Pour le Conseil, il est inacceptable qu’un journaliste se fie aveuglément à l’interprétation d’un groupe, particulièrement lorsqu’il s’agit d’une question aussi controversée, et qu’il la présente comme si c’était la sienne, sans que le lecteur ne soit en mesure de comprendre qu’il rapportait en fait la lecture qu’en faisait le consortium. Le Conseil retient donc le grief pour avoir omis d’identifier et de diversifier ses sources d’information.

Finalement, Mme Sophie Gosselin déplorait également que le quotidien La Tribune ait fait parvenir à un tiers – le président du Mouvement PROChrysotile – la lettre d’opinion qu’elle désirait faire publier en réaction à l’article du journaliste, accompagné de son adresse courriel. Le quotidien a confirmé que la lettre de Mme Gosselin avait été transmise par inadvertance, parce que le journaliste souhaitait valider certaines des nuances que la plaignante souhaitait apporter à l’interprétation qu’il faisait de la décision. Or, selon les principes déontologiques en vigueur, les médias doivent taire en tout temps les informations personnelles de leurs correspondants, ce qui inclut leur adresse courriel. Le grief pour non-respect de la vie privée a donc été retenu.

Ainsi, le Conseil retient partiellement la plainte, et blâme le quotidien La Tribune pour non-respect de la vie privée.

Sur l’usage du titre de docteur
D2011-03-066 : Kathleen Ruff et Fernand Turcotte c. Nelson Fecteau, Maurice Cloutier et le quotidien La Tribune

Dans une autre plainte, Mme Ruff et M. Turcotte reprochaient cette fois-ci certaines inexactitudes dans un article portant sur l’avis sur les effets délétères de l’amiante, un manque d’équilibre dans la couverture de cette question, un manque de respect envers l’une des victimes d’une maladie reliée à l’amiante et le refus du quotidien de rectifier ses erreurs. Tous les griefs ont été rejetés, mais le Conseil a tenu a faire certaines précisions concernant l’usage du titre de docteur, puisque les plaignants alléguaient que Jacques Dunnigan, cité par le journaliste, n’était pas médecin, mais bien physiologue, et qu’en dépit du fait qu’il détienne un doctorat, lui conférer le titre de docteur entretiendrait une certaine confusion pour le public.

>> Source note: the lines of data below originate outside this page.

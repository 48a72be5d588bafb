//! Phase 5: Compute-diff pass.
//!
//! Thin wrapper around `diff::calculate_diff`, kept as its own phase module
//! so the orchestrator's phase list matches `spec.md` §4.6 one-for-one.

use crate::diff;
use crate::error::Result;
use crate::filesystem::FileSystemMap;
use crate::state::{DiffWithChangeReason, FileState, StateWithChangeReason};

pub fn execute(
    existing: &FileSystemMap<FileState>,
    desired: &FileSystemMap<StateWithChangeReason>,
) -> Result<FileSystemMap<DiffWithChangeReason>> {
    diff::calculate_diff(existing, desired)
}
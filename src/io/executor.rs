//! # DiffExecutor
//!
//! Applies a single `Diff` to a backing store: no-op, unlink, create (with
//! parent directories), or update (chmod before rewrite, per `spec.md` §5's
//! atomicity note).
//!
//! Grounded on `original_source/sharedapi/files/diff.go`'s
//! `ExecuteDiffOnOs` and the teacher's `phases/write.rs::execute`
//! (directory creation, `Error::Filesystem`-style wrapping), generalized
//! from "always create" to the full `DiffAction` switch.

use std::path::PathBuf;

use crate::error::{Error, Result};
use crate::path::Path;
use crate::state::{Diff, DiffAction};

/// Executes a single `Diff` against a backing store.
pub trait DiffExecutor {
    fn execute(&self, path: &Path, diff: &Diff) -> Result<()>;
}

/// Executes diffs against the real filesystem rooted at `destination_root`.
pub struct PosixDiffExecutor {
    destination_root: PathBuf,
}

impl PosixDiffExecutor {
    pub fn new(destination_root: impl Into<PathBuf>) -> Self {
        PosixDiffExecutor {
            destination_root: destination_root.into(),
        }
    }

    fn full_path(&self, path: &Path) -> PathBuf {
        self.destination_root.join(path.as_std_path())
    }

    fn wrap(path: &Path, source: std::io::Error) -> Error {
        Error::ExecutorFailed {
            path: path.as_str().to_string(),
            source,
        }
    }
}

impl DiffExecutor for PosixDiffExecutor {
    fn execute(&self, path: &Path, diff: &Diff) -> Result<()> {
        let full_path = self.full_path(path);

        match diff.action {
            DiffAction::NoChange => Ok(()),
            DiffAction::Delete => {
                std::fs::remove_file(&full_path).map_err(|e| Self::wrap(path, e))
            }
            DiffAction::Create => {
                if let Some(parent) = full_path.parent() {
                    std::fs::create_dir_all(parent).map_err(|e| Self::wrap(path, e))?;
                }
                let contents = diff
                    .contents_change
                    .as_ref()
                    .expect("Create diff validated to carry contents");
                let mode = diff
                    .mode_change
                    .expect("Create diff validated to carry mode");
                write_with_mode(&full_path, contents, mode).map_err(|e| Self::wrap(path, e))
            }
            DiffAction::Update => {
                // chmod before rewrite so the file never briefly exists with
                // new contents under stale permissions.
                if let Some(mode) = diff.mode_change {
                    set_mode(&full_path, mode).map_err(|e| Self::wrap(path, e))?;
                }
                if let Some(contents) = &diff.contents_change {
                    std::fs::write(&full_path, contents).map_err(|e| Self::wrap(path, e))?;
                }
                Ok(())
            }
        }
    }
}

#[cfg(unix)]
fn write_with_mode(path: &std::path::Path, contents: &[u8], mode: u32) -> std::io::Result<()> {
    use std::os::unix::fs::PermissionsExt;
    std::fs::write(path, contents)?;
    std::fs::set_permissions(path, std::fs::Permissions::from_mode(mode))
}

#[cfg(not(unix))]
fn write_with_mode(path: &std::path::Path, contents: &[u8], _mode: u32) -> std::io::Result<()> {
    std::fs::write(path, contents)
}

#[cfg(unix)]
fn set_mode(path: &std::path::Path, mode: u32) -> std::io::Result<()> {
    use std::os::unix::fs::PermissionsExt;
    std::fs::set_permissions(path, std::fs::Permissions::from_mode(mode))
}

#[cfg(not(unix))]
fn set_mode(_path: &std::path::Path, _mode: u32) -> std::io::Result<()> {
    Ok(())
}

#[cfg(test)]
mod tests {
    use super::*;
    use crate::state::FileState;
    use tempfile::TempDir;

    #[test]
    fn test_create_writes_file_and_parents() {
        let dir = TempDir::new().unwrap();
        let executor = PosixDiffExecutor::new(dir.path());
        let path = Path::new("nested/dir/file.txt").unwrap();
        let diff = Diff::create(FileState::present(b"hello\n".to_vec(), 0o644));

        executor.execute(&path, &diff).unwrap();

        let on_disk = std::fs::read(dir.path().join("nested/dir/file.txt")).unwrap();
        assert_eq!(on_disk, b"hello\n");
    }

    #[test]
    fn test_delete_removes_file() {
        let dir = TempDir::new().unwrap();
        std::fs::write(dir.path().join("a.txt"), b"x").unwrap();
        let executor = PosixDiffExecutor::new(dir.path());
        let path = Path::new("a.txt").unwrap();
        let diff = Diff::delete(FileState::present(b"x".to_vec(), 0o644));

        executor.execute(&path, &diff).unwrap();

        assert!(!dir.path().join("a.txt").exists());
    }

    #[test]
    fn test_no_change_is_noop() {
        let dir = TempDir::new().unwrap();
        let executor = PosixDiffExecutor::new(dir.path());
        let path = Path::new("missing.txt").unwrap();
        let diff = Diff::no_change(FileState::absent());
        executor.execute(&path, &diff).unwrap();
        assert!(!dir.path().join("missing.txt").exists());
    }

    #[test]
    fn test_update_contents_only() {
        let dir = TempDir::new().unwrap();
        std::fs::write(dir.path().join("a.txt"), b"old").unwrap();
        let executor = PosixDiffExecutor::new(dir.path());
        let path = Path::new("a.txt").unwrap();
        let diff = Diff::update(
            FileState::present(b"old".to_vec(), 0o644),
            FileState::present(b"new".to_vec(), 0o644),
            false,
            true,
        );
        executor.execute(&path, &diff).unwrap();
        assert_eq!(std::fs::read(dir.path().join("a.txt")).unwrap(), b"new");
    }

    #[cfg(unix)]
    #[test]
    fn test_update_chmod_before_rewrite() {
        use std::os::unix::fs::PermissionsExt;

        let dir = TempDir::new().unwrap();
        let file_path = dir.path().join("a.txt");
        std::fs::write(&file_path, b"old").unwrap();
        std::fs::set_permissions(&file_path, std::fs::Permissions::from_mode(0o644)).unwrap();

        let executor = PosixDiffExecutor::new(dir.path());
        let path = Path::new("a.txt").unwrap();
        let diff = Diff::update(
            FileState::present(b"old".to_vec(), 0o644),
            FileState::present(b"new".to_vec(), 0o600),
            true,
            true,
        );
        executor.execute(&path, &diff).unwrap();

        let metadata = std::fs::metadata(&file_path).unwrap();
        assert_eq!(metadata.permissions().mode() & 0o777, 0o600);
        assert_eq!(std::fs::read(&file_path).unwrap(), b"new");
    }

    #[test]
    fn test_delete_missing_file_is_error() {
        let dir = TempDir::new().unwrap();
        let executor = PosixDiffExecutor::new(dir.path());
        let path = Path::new("missing.txt").unwrap();
        let diff = Diff::delete(FileState::present(b"x".to_vec(), 0o644));
        assert!(executor.execute(&path, &diff).is_err());
    }
}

Le code de déontologie du Conseil de presse du Québec n’énonce aucun principe pouvant guider le travail des journalistes à cet égard. Néanmoins, conformément à l’usage prescrit par le Code des professions du Québec, le Conseil est d’avis que les journalistes devraient suivre les règles suivantes dans l’usage du titre de docteur : 1) aucune restriction pour les médecins, les vétérinaires et les dentistes; 2) pour désigner un membre d’un ordre professionnel dont le permis de pratique requiert un doctorat, utiliser le terme « docteur » avant le nom, à condition que le titre réservé suive immédiatement (par exemple : Docteur Untel, chiropraticien); 3) pour désigner toute autre personne détentrice d’un doctorat, utiliser le terme « docteur » après le nom, en le faisant suivre de la discipline dans laquelle le doctorat a été obtenu (par exemple : M. Untel, docteur en physiologie).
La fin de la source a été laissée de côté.